AIM OF THE EXERCISE ▸
Report every line in the listing that contains the string "samples".

Content starts

//! Shared primitives for the canvasprobe workspace: run-scoped
//! identifiers and the error type every tool error converts into.

use std::fmt;

use serde::{Deserialize, Serialize};
use thiserror::Error;
use uuid::Uuid;

/// Workspace-wide error type.
///
/// Strategy-local faults are caught and recorded where they occur;
/// only run-level failures (navigation timeout, driver loss,
/// cancellation) propagate as `ProbeError` out of a run.
#[derive(Debug, Error, Clone)]
pub enum ProbeError {
    #[error("driver fault: {0}")]
    Driver(String),
    #[error("navigation did not complete within {0} ms")]
    NavigationTimeout(u64),
    #[error("run cancelled")]
    Cancelled,
    #[error("{message}")]
    Message { message: String },
}

impl ProbeError {
    pub fn new(message: impl Into<String>) -> Self {
        Self::Message {
            message: message.into(),
        }
    }

    pub fn driver(reason: impl Into<String>) -> Self {
        Self::Driver(reason.into())
    }
}

/// Identifier for one probe run (one browser page, one resource log).
#[derive(Clone, Debug, Eq, PartialEq, Hash, Serialize, Deserialize)]
pub struct RunId(pub String);

impl RunId {
    pub fn new() -> Self {
        Self(Uuid::new_v4().to_string())
    }
}

impl Default for RunId {
    fn default() -> Self {
        Self::new()
    }
}

impl fmt::Display for RunId {
    fn fmt(&self, f: &mut fmt::Formatter<'_>) -> fmt::Result {
        f.write_str(&self.0)
    }
}

/// Identifier for one resolver invocation within a run.
#[derive(Clone, Debug, Eq, PartialEq, Hash, Serialize, Deserialize)]
pub struct ActionId(pub String);

impl ActionId {
    pub fn new() -> Self {
        Self(Uuid::new_v4().to_string())
    }
}

impl Default for ActionId {
    fn default() -> Self {
        Self::new()
    }
}

impl fmt::Display for ActionId {
    fn fmt(&self, f: &mut fmt::Formatter<'_>) -> fmt::Result {
        f.write_str(&self.0)
    }
}

#[cfg(test)]
mod tests {
    use super::*;

    #[test]
    fn ids_are_unique() {
        assert_ne!(RunId::new(), RunId::new());
        assert_ne!(ActionId::new(), ActionId::new());
    }

    #[test]
    fn error_display_carries_message() {
        let err = ProbeError::new("context destroyed");
        assert_eq!(err.to_string(), "context destroyed");
        let err = ProbeError::NavigationTimeout(60_000);
        assert!(err.to_string().contains("60000 ms"));
    }
}
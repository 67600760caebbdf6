//! Canvasprobe: resource-loading and start-interaction probe for
//! canvas-rendered games.
//!
//! A probe run drives one browser page (supplied by an external
//! automation driver through the port traits) against a game URL:
//! it records every network resource the driver reports, attempts to
//! activate the game's "click to start" control through a sequence of
//! synthetic-input strategies, waits for network settlement, and
//! produces a [`report::ProbeReport`].
//!
//! The driver itself (CDP transport, navigation, in-page evaluation)
//! is not implemented here; embedders wire their driver into
//! [`probe::NavigatorPort`] and [`tool_start::ports::SurfacePort`]
//! and feed network events into [`resource_observer::ResourceLog`].

pub mod adapters;
pub mod config;
pub mod probe;
pub mod report;

pub use config::ProbeConfig;
pub use probe::{run_probe, NavigatorPort};
pub use report::ProbeReport;
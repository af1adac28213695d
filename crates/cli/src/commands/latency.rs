//! `hostctl latency`
//!
//! Drives a tracker with an explicit clock so runs are reproducible.

use clap::Args;
use corelib::{CoreConfig, LatencySettings, LatencyTracker};
use serde::Serialize;
use std::fmt;

const NS_PER_US: u64 = 1_000;
/// Upper bound on steps reserved up front; longer runs grow the report as they go.
const MAX_RESERVED_STEPS: u64 = 4_096;

#[derive(Args, Debug)]
pub struct LatencyArgs {
    /// Number of samples to record.
    #[arg(
        long,
        default_value_t = 100,
        value_parser = clap::value_parser!(u64).range(1..=10_000_000)
    )]
    pub samples: u64,
    /// Latency of each sample, in microseconds.
    #[arg(long, default_value_t = 1_000)]
    pub latency_us: u64,
    /// Time between consecutive samples, in microseconds.
    #[arg(long, default_value_t = 10_000)]
    pub gap_us: u64,
    /// Switch to this latency halfway through the run.
    #[arg(long)]
    pub shift_to_us: Option<u64>,
    /// Override `latency.min_measured` from the config.
    #[arg(long)]
    pub min_measured: Option<u64>,
    /// Override `latency.scale_ms` from the config.
    #[arg(long)]
    pub scale_ms: Option<u64>,
}

#[derive(Debug, Serialize)]
pub struct LatencyStep {
    pub step: u64,
    pub timestamp_ns: u64,
    pub sample_ns: u64,
    pub applied: bool,
    pub average_ns: Option<u64>,
    pub num_measured: u64,
}

#[derive(Debug, Serialize)]
pub struct LatencyReport {
    pub settings: LatencySettings,
    pub steps: Vec<LatencyStep>,
}

pub fn run(args: &LatencyArgs, core: &CoreConfig) -> LatencyReport {
    let mut settings = core.latency.clone();
    if let Some(min_measured) = args.min_measured {
        settings.min_measured = min_measured;
    }
    if let Some(scale_ms) = args.scale_ms {
        settings.scale_ms = scale_ms;
    }

    let tracker = LatencyTracker::from_settings(&settings);
    let shift_at = args.samples / 2;
    let mut steps = Vec::with_capacity(reserved_steps(args.samples));

    for step in 1..=args.samples {
        let timestamp_ns = step.saturating_mul(args.gap_us).saturating_mul(NS_PER_US);
        let latency_us = match args.shift_to_us {
            Some(shifted) if step > shift_at => shifted,
            _ => args.latency_us,
        };
        let sample_ns = latency_us.saturating_mul(NS_PER_US);
        let applied = tracker.record_at(sample_ns, timestamp_ns);
        let state = tracker.snapshot();
        steps.push(LatencyStep {
            step,
            timestamp_ns,
            sample_ns,
            applied,
            average_ns: state.known_average(),
            num_measured: state.num_measured,
        });
    }

    tracing::debug!(samples = args.samples, "Latency simulation finished");
    LatencyReport { settings, steps }
}

fn reserved_steps(samples: u64) -> usize {
    usize::try_from(samples.min(MAX_RESERVED_STEPS)).unwrap_or(0)
}

impl fmt::Display for LatencyReport {
    fn fmt(&self, f: &mut fmt::Formatter<'_>) -> fmt::Result {
        writeln!(
            f,
            "scale {} ms, min measured {}",
            self.settings.scale_ms, self.settings.min_measured
        )?;
        writeln!(f, "{:>6} {:>14} {:>12} {:>14}", "step", "t (us)", "sample (us)", "average (us)")?;
        for step in &self.steps {
            let average = match step.average_ns {
                Some(ns) => format!("{:.1}", ns as f64 / NS_PER_US as f64),
                None => "unknown".to_owned(),
            };
            writeln!(
                f,
                "{:>6} {:>14} {:>12} {:>14}{}",
                step.step,
                step.timestamp_ns / NS_PER_US,
                step.sample_ns / NS_PER_US,
                average,
                if step.applied { "" } else { " (dropped)" }
            )?;
        }
        Ok(())
    }
}
//! Copy-on-write cluster membership.
//!
//! Load-balancing policies iterate the host list on every request, while
//! membership changes only when topology refresh notices a node joining or
//! leaving. [`HostTopology`] therefore keeps an immutable snapshot behind an
//! atomic pointer: readers load it without locking, writers clone it, edit the
//! clone and publish it with one swap. A published snapshot is never
//! modified, so a reader holding one sees a stable list for as long as it
//! keeps it.

use crate::address::Address;
use crate::host::{Host, HostPtr};
use arc_swap::ArcSwap;
use parking_lot::Mutex;
use std::sync::Arc;

/// Immutable point-in-time list of hosts.
pub type HostSnapshot = Arc<Vec<HostPtr>>;

/// Result of [`HostTopology::add`].
#[derive(Copy, Clone, Debug, PartialEq, Eq)]
pub enum AddOutcome {
    /// The address was new and the host was appended.
    Added,
    /// A host with the same address was replaced in place.
    Replaced,
}

/// A single membership edit.
#[derive(Clone, Debug)]
pub enum TopologyChange {
    Add(HostPtr),
    Remove(Address),
}

/// What a [`TopologyChange`] did.
#[derive(Copy, Clone, Debug, PartialEq, Eq)]
pub enum ChangeOutcome {
    Added,
    Replaced,
    Removed,
    NotFound,
}

/// Outcome of a change plus the generation of the snapshot it left behind.
///
/// Generations increase by one per published snapshot, in the order writers
/// acquired the writer lock. A `NotFound` removal publishes nothing and
/// reports the unchanged current generation.
#[derive(Copy, Clone, Debug, PartialEq, Eq)]
pub struct AppliedChange {
    pub generation: u64,
    pub outcome: ChangeOutcome,
}

pub struct HostTopology {
    hosts: ArcSwap<Vec<HostPtr>>,
    /// Serializes writers and counts published snapshots; readers never take it.
    writer: Mutex<u64>,
}

impl HostTopology {
    pub fn new() -> Self {
        Self::from_hosts(Vec::new())
    }

    pub fn from_hosts(hosts: impl IntoIterator<Item = HostPtr>) -> Self {
        let topology = Self {
            hosts: ArcSwap::from_pointee(Vec::new()),
            writer: Mutex::new(0),
        };
        for host in hosts {
            topology.add(host);
        }
        topology
    }

    /// Current snapshot. Wait-free.
    pub fn snapshot(&self) -> HostSnapshot {
        self.hosts.load_full()
    }

    /// Number of snapshots published so far.
    pub fn generation(&self) -> u64 {
        *self.writer.lock()
    }

    /// Insert `host`, replacing any host with the same address in place.
    pub fn add(&self, host: HostPtr) -> AddOutcome {
        match self.apply(TopologyChange::Add(host)).outcome {
            ChangeOutcome::Replaced => AddOutcome::Replaced,
            _ => AddOutcome::Added,
        }
    }

    /// Remove the host with `address`. Returns whether one was found.
    ///
    /// Nothing is published when the address is unknown.
    pub fn remove(&self, address: &Address) -> bool {
        self.apply(TopologyChange::Remove(*address)).outcome == ChangeOutcome::Removed
    }

    pub fn remove_host(&self, host: &Host) -> bool {
        self.remove(host.address())
    }

    /// Apply one edit and publish the resulting snapshot.
    pub fn apply(&self, change: TopologyChange) -> AppliedChange {
        let mut generation = self.writer.lock();
        let current = self.hosts.load_full();

        let (hosts, outcome) = match change {
            TopologyChange::Add(host) => {
                let mut hosts = Vec::clone(&current);
                match hosts.iter_mut().find(|h| h.address() == host.address()) {
                    Some(slot) => {
                        *slot = host;
                        (hosts, ChangeOutcome::Replaced)
                    }
                    None => {
                        hosts.push(host);
                        (hosts, ChangeOutcome::Added)
                    }
                }
            }
            TopologyChange::Remove(address) => {
                let Some(index) = current.iter().position(|h| *h.address() == address) else {
                    return AppliedChange {
                        generation: *generation,
                        outcome: ChangeOutcome::NotFound,
                    };
                };
                let mut hosts = Vec::clone(&current);
                hosts.remove(index);
                (hosts, ChangeOutcome::Removed)
            }
        };

        self.hosts.store(Arc::new(hosts));
        *generation += 1;
        AppliedChange {
            generation: *generation,
            outcome,
        }
    }

    pub fn get(&self, address: &Address) -> Option<HostPtr> {
        self.hosts
            .load()
            .iter()
            .find(|h| h.address() == address)
            .cloned()
    }

    pub fn contains(&self, address: &Address) -> bool {
        self.hosts.load().iter().any(|h| h.address() == address)
    }

    pub fn addresses(&self) -> Vec<Address> {
        self.hosts.load().iter().map(|h| *h.address()).collect()
    }

    pub fn len(&self) -> usize {
        self.hosts.load().len()
    }

    pub fn is_empty(&self) -> bool {
        self.hosts.load().is_empty()
    }
}

impl Default for HostTopology {
    fn default() -> Self {
        Self::new()
    }
}

impl std::fmt::Debug for HostTopology {
    fn fmt(&self, f: &mut std::fmt::Formatter<'_>) -> std::fmt::Result {
        f.debug_list().entries(self.addresses()).finish()
    }
}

Content ends

RESULT OF THE EXERCISE ▸
    /// Number of samples to record.
    pub samples: u64,
    /// Time between consecutive samples, in microseconds.
    let shift_at = args.samples / 2;
    let mut steps = Vec::with_capacity(reserved_steps(args.samples));
    for step in 1..=args.samples {
    tracing::debug!(samples = args.samples, "Latency simulation finished");
fn reserved_steps(samples: u64) -> usize {
    usize::try_from(samples.min(MAX_RESERVED_STEPS)).unwrap_or(0)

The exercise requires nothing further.